Kadınlara kahkahayı bile çok gören düşmanlık... Cumhuriyet değerlerinin ayaklar altına alınması, ülkeyi örümcek ağı gibi saran tarikat ağları, laik yaşam tarzına hayat hakkı tanımayan gericilik... Suriye'de işlenen savaş suçları, IŞİD teröristlerine verilen destek... İşçilerin 19. yüzyıl koşullarında kölece çalışması, madenlerde ölüme yollanması medeniymiş gibi!


Düzen içi muhalefet biriken bu kadar toplumsal enerjiyi, AKP iktidarından kurtulmak için harekete geçirmekten ürktü. Sonuç olarak Erdoğan'a kendi diktatörlüğünü son derece 'normal ve medeni' bir seçimle onaylatma şansı altın tepsi içinde sunuldu.

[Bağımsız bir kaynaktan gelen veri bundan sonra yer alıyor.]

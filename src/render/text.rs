use std::collections::HashMap;
use std::sync::{Arc, OnceLock};

use crate::foundation::color::Color;
use crate::foundation::error::{PosterError, PosterResult};

/// Family of the face compiled into the crate.
pub const FALLBACK_FAMILY: &str = "DejaVu Sans";

static FALLBACK_FONT_BYTES: &[u8] = include_bytes!("../../assets/fonts/DejaVuSans.ttf");

/// The bundled face text is drawn with when no loaded font can shape it.
pub fn fallback_font() -> LoadedFont {
    static BYTES: OnceLock<Arc<Vec<u8>>> = OnceLock::new();
    LoadedFont {
        family: FALLBACK_FAMILY.to_owned(),
        bytes: BYTES
            .get_or_init(|| Arc::new(FALLBACK_FONT_BYTES.to_vec()))
            .clone(),
    }
}

/// A font family's raw bytes as handed over by a font provider.
#[derive(Clone)]
pub struct LoadedFont {
    pub family: String,
    pub bytes: Arc<Vec<u8>>,
}

impl std::fmt::Debug for LoadedFont {
    fn fmt(&self, f: &mut std::fmt::Formatter<'_>) -> std::fmt::Result {
        f.debug_struct("LoadedFont")
            .field("family", &self.family)
            .field("bytes_len", &self.bytes.len())
            .finish()
    }
}

/// Fonts that are ready for layout. Lookups fall back to the first loaded font; drawing
/// falls back further to [`fallback_font`].
#[derive(Clone, Debug, Default)]
pub struct FontSet {
    fonts: Vec<LoadedFont>,
}

impl FontSet {
    pub fn new() -> Self {
        Self::default()
    }

    /// Add a family; a later push for the same family replaces the bytes.
    pub fn push(&mut self, family: impl Into<String>, bytes: Arc<Vec<u8>>) {
        let family = family.into();
        match self.position(&family) {
            Some(i) => self.fonts[i].bytes = bytes,
            None => self.fonts.push(LoadedFont { family, bytes }),
        }
    }

    pub fn is_empty(&self) -> bool {
        self.fonts.is_empty()
    }

    pub fn len(&self) -> usize {
        self.fonts.len()
    }

    pub fn contains(&self, family: &str) -> bool {
        self.position(family).is_some()
    }

    pub fn families(&self) -> impl Iterator<Item = &str> {
        self.fonts.iter().map(|f| f.family.as_str())
    }

    /// Requested families this set has no exact match for.
    pub fn missing<'a>(&self, requested: &'a [String]) -> Vec<&'a str> {
        requested
            .iter()
            .map(String::as_str)
            .filter(|f| !self.contains(f))
            .collect()
    }

    /// Exact (case-insensitive) match, else the first loaded font.
    pub fn resolve(&self, family: &str) -> Option<&LoadedFont> {
        self.position(family)
            .map(|i| &self.fonts[i])
            .or_else(|| self.fonts.first())
    }

    fn position(&self, family: &str) -> Option<usize> {
        self.fonts
            .iter()
            .position(|f| f.family.eq_ignore_ascii_case(family))
    }
}

/// RGBA8 brush carried through Parley layouts.
#[derive(Clone, Copy, Debug, Default, PartialEq, Eq)]
pub struct TextBrushRgba8 {
    pub r: u8,
    pub g: u8,
    pub b: u8,
    pub a: u8,
}

impl From<Color> for TextBrushRgba8 {
    fn from(c: Color) -> Self {
        Self {
            r: c.r,
            g: c.g,
            b: c.b,
            a: c.a,
        }
    }
}

/// Parley contexts plus the family names fonts were registered under.
pub struct TextLayoutEngine {
    font_ctx: parley::FontContext,
    layout_ctx: parley::LayoutContext<TextBrushRgba8>,
    registered: HashMap<String, String>,
}

impl Default for TextLayoutEngine {
    fn default() -> Self {
        Self::new()
    }
}

impl TextLayoutEngine {
    pub fn new() -> Self {
        Self {
            font_ctx: parley::FontContext::default(),
            layout_ctx: parley::LayoutContext::new(),
            registered: HashMap::new(),
        }
    }

    /// Shape a single line of text in `font`.
    pub fn layout_line(
        &mut self,
        text: &str,
        font: &LoadedFont,
        size_px: f32,
        letter_spacing_px: f32,
        brush: TextBrushRgba8,
    ) -> PosterResult<parley::Layout<TextBrushRgba8>> {
        if !size_px.is_finite() || size_px <= 0.0 {
            return Err(PosterError::validation(
                "text size must be finite and > 0",
            ));
        }
        let family_name = self.register(font)?;

        let mut builder = self
            .layout_ctx
            .ranged_builder(&mut self.font_ctx, text, 1.0, true);
        builder.push_default(parley::style::StyleProperty::FontStack(
            parley::style::FontStack::Source(std::borrow::Cow::Owned(family_name)),
        ));
        builder.push_default(parley::style::StyleProperty::FontSize(size_px));
        builder.push_default(parley::style::StyleProperty::LetterSpacing(
            letter_spacing_px,
        ));
        builder.push_default(parley::style::StyleProperty::Brush(brush));

        let mut layout: parley::Layout<TextBrushRgba8> = builder.build(text);
        layout.break_all_lines(None);
        Ok(layout)
    }

    fn register(&mut self, font: &LoadedFont) -> PosterResult<String> {
        if let Some(name) = self.registered.get(&font.family) {
            return Ok(name.clone());
        }
        let families = self.font_ctx.collection.register_fonts(
            parley::fontique::Blob::from(font.bytes.as_ref().clone()),
            None,
        );
        let family_id = families.first().map(|(id, _)| *id).ok_or_else(|| {
            PosterError::validation(format!("no font families in bytes for '{}'", font.family))
        })?;
        let name = self
            .font_ctx
            .collection
            .family_name(family_id)
            .ok_or_else(|| PosterError::validation("registered font family has no name"))?
            .to_string();
        self.registered.insert(font.family.clone(), name.clone());
        Ok(name)
    }
}

#[cfg(test)]
#[path = "../../tests/unit/render/text.rs"]
mod tests;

Bunca suçun içinde böylesi mezhebi geniş bir 'normalleşme ve medenileşmeyi' midesi kaldırmayanlar, boykot diyecek elbet. AKP'den gerçek kurtuluşun sokakta olduğunu bilenler, oyunu sokağa atacak. Ona şüphe yok.


***

Öte yandan Köşk seçimlerinin ardından AKP'yi hiç de öyle toz pembe günler beklemiyor. Erdoğan, Köşk virajını alarak Türkiye'de tam totaliter bir rejim kurma yolunda bir adım daha atmış olacak belki...


Aynı zamanda kucağında yepyeni kriz faktörleri de bulacak. Seçimlerden önce Türkiye'nin önünde bir ihtimal daha vardı. O ihtimal seçimlerden sonra daha güçlü bir şekilde yeniden güncellenecek. Artık AKP iktidarına karşı asıl mücadelenin başlayacağı günleri, seçimlerden sonrasını konuşmanın vakti geldi.